Date: Thu, 12 Apr 2012 11:24:46 +0100 [thread overview]
Message-ID: <4F86AD6E.3050705@eu.citrix.com> (raw)
In-Reply-To: <7e76233448b02810f0ae.1334150272@Solace>
On 11/04/12 14:17, Dario Faggioli wrote:
> Let the user specify the NUMA node affinity of a guest via the
> 'nodes=' config switch. Explicitly listing the intended target host
> nodes is required as of now.
>
> A valid setting will directly impact the node_affinity mask
> of the guest, i.e., it will change the behaviour of the low level
> memory allocator. On the other hand, this commit does not affect
> by any means how the guest's vCPUs are scheduled on the host's
> pCPUs.
I would probably break this into three separate patches, starting with
the hypervisor, then libxc, then libxl, especially since they tend to
have different maintainers and committers.
>
> TODO: * Better investigate and test interactions with cpupools.
>
> Signed-off-by: Dario Faggioli<dario.faggioli@citrix.com>
>
> diff --git a/docs/man/xl.cfg.pod.5 b/docs/man/xl.cfg.pod.5
> --- a/docs/man/xl.cfg.pod.5
> +++ b/docs/man/xl.cfg.pod.5
> @@ -112,6 +112,15 @@ List of which cpus the guest is allowed
> (all vcpus will run on cpus 0,2,3,5), or `cpus=["2", "3"]` (all vcpus
> will run on cpus 2 and 3).
>
> +=item B<nodes=[ NODE, NODE, ...]>
> +
> +List of the NUMA nodes of the host the guest should be considered
> +`affine` with. Being affine to a (set of) NUMA node(s) mainly means
> +the guest's memory is going to be allocated on those node(s).
> +
> +A list of nodes should be specified as follows: `nodes=["0", "3"]`
> +for the guest to be affine with nodes 0 and 3.
> +
Hmm, I think that using "affine" here is technically correct, and is
what one would use if writing a research paper; but it's unusual to hear
the word in more common English; it would be more common to hear someone
describe a VM as "having affinity with". How about something like this:
"The list of NUMA nodes the domain is considered to have affinity with.

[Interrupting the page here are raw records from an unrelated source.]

//! Read side of the index.
//!
//! `IndexSearcher` runs BM25 queries against a committed store. Queries go
//! through the store's own analyzer, so a query typed against a CJK store is
//! segmented the same way the documents were.
//!
//! Free-text queries have stopwords removed before parsing; see
//! [`crate::stopwords`].
//!
//! The reader reloads manually: a searcher sees the commits that existed
//! when it was opened, plus any picked up by [`IndexSearcher::reload`].

use std::path::Path;

use serde::{Deserialize, Serialize};
use tantivy::collector::{Count, TopDocs};
use tantivy::query::{BooleanQuery, Occur, Query, QueryParser, TermQuery};
use tantivy::schema::IndexRecordOption;
use tantivy::{IndexReader, TantivyDocument, Term};
use torsearch_core::{Error, Result};

use crate::document::IndexDocument;
use crate::stopwords::StopwordFilter;
use crate::store::IndexStore;

/// Results returned when `SearchParams::limit` is unset.
pub const DEFAULT_LIMIT: usize = 10;

/// Parameters for a search request.
#[derive(Debug, Clone, Default, Serialize, Deserialize)]
pub struct SearchParams {
    /// Query string in Tantivy query syntax.
    pub query: String,

    /// Maximum results to return.
    #[serde(skip_serializing_if = "Option::is_none")]
    pub limit: Option<usize>,

    /// Only match documents with this exact category id.
    #[serde(skip_serializing_if = "Option::is_none")]
    pub catid: Option<String>,
}

impl SearchParams {
    /// Search for `query` with default options.
    pub fn new(query: impl Into<String>) -> Self {
        Self {
            query: query.into(),
            ..Default::default()
        }
    }
}

/// A single search hit.
#[derive(Debug, Clone, PartialEq, Serialize, Deserialize)]
pub struct SearchHit {
    /// Link of the matched document.
    pub link: String,
    /// Document title.
    pub title: String,
    /// Category id.
    pub catid: String,
    /// Rendered type label.
    #[serde(rename = "type")]
    pub doc_type: String,
    /// BM25 score, higher is better.
    pub score: f32,
}

/// Collection of search hits.
#[derive(Debug, Clone, Default, Serialize, Deserialize)]
pub struct SearchResults {
    /// Hits, best first.
    pub items: Vec<SearchHit>,
    /// Total number of matching documents (may exceed `items.len()`).
    pub total: usize,
}

/// Query interface over an index store.
pub struct IndexSearcher {
    store: IndexStore,
    reader: IndexReader,
    query_parser: QueryParser,
    stopwords: StopwordFilter,
}

impl IndexSearcher {
    /// Open a searcher over the store at `path`.
    ///
    /// # Errors
    ///
    /// Returns `Error::InvalidStore` if no index exists at `path`.
    pub fn open(path: &Path) -> Result<Self> {
        Self::from_store(IndexStore::open(path)?)
    }

    /// Wrap an already open store.
    pub fn from_store(store: IndexStore) -> Result<Self> {
        let reader = store.reader()?;
        let schema = store.schema();

        let fields = schema.default_search_fields();
        let mut query_parser =
            QueryParser::for_index(store.index(), fields.iter().map(|(f, _)| *f).collect());
        for (field, boost) in fields {
            query_parser.set_field_boost(field, boost);
        }

        Ok(Self {
            store,
            reader,
            query_parser,
            stopwords: StopwordFilter::english(),
        })
    }

    /// Run a query.
    ///
    /// A blank query matches nothing.
    ///
    /// # Errors
    ///
    /// Returns `Error::Operation` if the query cannot be parsed or executed.
    pub fn search(&self, params: &SearchParams) -> Result<SearchResults> {
        if params.query.trim().is_empty() {
            return Ok(SearchResults::default());
        }

        let query = self.build_query(params)?;
        let limit = params.limit.unwrap_or(DEFAULT_LIMIT);
        let searcher = self.reader.searcher();

        let (top_docs, total) = searcher
            .search(&*query, &(TopDocs::with_limit(limit).order_by_score(), Count))
            .map_err(|e| Error::operation(format!("Search failed: {e}")))?;

        let schema = self.store.schema();
        let mut items = Vec::with_capacity(top_docs.len());
        for (score, address) in top_docs {
            let doc: TantivyDocument = searcher
                .doc(address)
                .map_err(|e| Error::operation(format!("Failed to load document: {e}")))?;
            let doc = IndexDocument::from_tantivy(&doc, schema);
            items.push(SearchHit {
                link: doc.link,
                title: doc.title,
                catid: doc.catid,
                doc_type: doc.doc_type,
                score,
            });
        }

        log::debug!("'{}': {} of {total} hits", params.query, items.len());
        Ok(SearchResults { items, total })
    }

    /// Fetch the document stored under `link`.
    pub fn get_by_link(&self, link: &str) -> Result<Option<IndexDocument>> {
        let schema = self.store.schema();
        let query = TermQuery::new(
            Term::from_field_text(schema.link, link),
            IndexRecordOption::Basic,
        );
        let searcher = self.reader.searcher();
        let top_docs = searcher
            .search(&query, &TopDocs::with_limit(1).order_by_score())
            .map_err(|e| Error::operation(format!("Lookup failed: {e}")))?;

        match top_docs.first() {
            Some((_, address)) => {
                let doc: TantivyDocument = searcher
                    .doc(*address)
                    .map_err(|e| Error::operation(format!("Failed to load document: {e}")))?;
                Ok(Some(IndexDocument::from_tantivy(&doc, schema)))
            }
            None => Ok(None),
        }
    }

    /// Number of committed documents visible to this searcher.
    pub fn num_docs(&self) -> u64 {
        self.reader.searcher().num_docs()
    }

    /// Pick up commits made since the searcher was opened.
    pub fn reload(&self) -> Result<()> {
        self.reader
            .reload()
            .map_err(|e| Error::operation(format!("Failed to reload index reader: {e}")))
    }

    /// Underlying store.
    pub fn store(&self) -> &IndexStore {
        &self.store
    }

    fn build_query(&self, params: &SearchParams) -> Result<Box<dyn Query>> {
        let query = self.stopwords.filter(&params.query);
        let parsed = self
            .query_parser
            .parse_query(&query)
            .map_err(|e| Error::operation(format!("Invalid query '{}': {e}", params.query)))?;

        let Some(catid) = &params.catid else {
            return Ok(parsed);
        };

        let filter = TermQuery::new(
            Term::from_field_text(self.store.schema().catid, catid),
            IndexRecordOption::Basic,
        );
        Ok(Box::new(BooleanQuery::new(vec![
            (Occur::Must, parsed),
            (Occur::Must, Box::new(filter) as Box<dyn Query>),
        ])))
    }
}

impl std::fmt::Debug for IndexSearcher {
    fn fmt(&self, f: &mut std::fmt::Formatter<'_>) -> std::fmt::Result {
        f.debug_struct("IndexSearcher")
            .field("store", &self.store)
            .field("num_docs", &self.num_docs())
            .finish()
    }
}

// ============================================================================
// Tests
// ============================================================================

Memory from the guest will be allocated from these nodes."
(Technically you're also not supposed to end a sentence with a
preposition, but I think "...with which the domain is considered to have
affinity" is just to awkward.)
Also, is there a way to specify that the affinity to be to all nodes
and/or based on the vcpu mask of the vcpus?
> =item B<memory=MBYTES>
>
> Start the guest with MBYTES megabytes of RAM.
> diff --git a/tools/libxc/xc_domain.c b/tools/libxc/xc_domain.c
> --- a/tools/libxc/xc_domain.c
> +++ b/tools/libxc/xc_domain.c
> @@ -110,6 +110,44 @@ int xc_domain_shutdown(xc_interface *xch
> }
>
>
> +int xc_domain_node_affinity(xc_interface *xch,
> + uint32_t domid,
> + xc_nodemap_t node_affinity)
> +{
> + DECLARE_DOMCTL;
> + DECLARE_HYPERCALL_BUFFER(uint8_t, local);
> + int ret = -1;
> + int nodesize;
> +
> + nodesize = xc_get_nodemap_size(xch);
> + if (!nodesize)
> + {
> + PERROR("Could not get number of nodes");
> + goto out;
> + }
> +
> + local = xc_hypercall_buffer_alloc(xch, local, nodesize);
> + if ( local == NULL )
> + {
> + PERROR("Could not allocate memory for domain_node_affinity domctl hypercall");
> + goto out;
> + }
> +
> + domctl.cmd = XEN_DOMCTL_node_affinity;
> + domctl.domain = (domid_t)domid;
> +
> + memcpy(local, node_affinity, nodesize);
> + set_xen_guest_handle(domctl.u.node_affinity.nodemap.bitmap, local);
> + domctl.u.node_affinity.nodemap.nr_elems = nodesize * 8;
> +
> + ret = do_domctl(xch,&domctl);
> +
> + xc_hypercall_buffer_free(xch, local);
> +
> + out:
> + return ret;
> +}
> +
> int xc_vcpu_setaffinity(xc_interface *xch,
> uint32_t domid,
> int vcpu,
> diff --git a/tools/libxc/xenctrl.h b/tools/libxc/xenctrl.h
> --- a/tools/libxc/xenctrl.h
> +++ b/tools/libxc/xenctrl.h
> @@ -520,6 +520,19 @@ int xc_watchdog(xc_interface *xch,
> uint32_t id,
> uint32_t timeout);
>
> +/**
> + * This function explicitly sets the affinity of a domain with the
> + * host NUMA nodes.
> + *
> + * @parm xch a handle to an open hypervisor interface.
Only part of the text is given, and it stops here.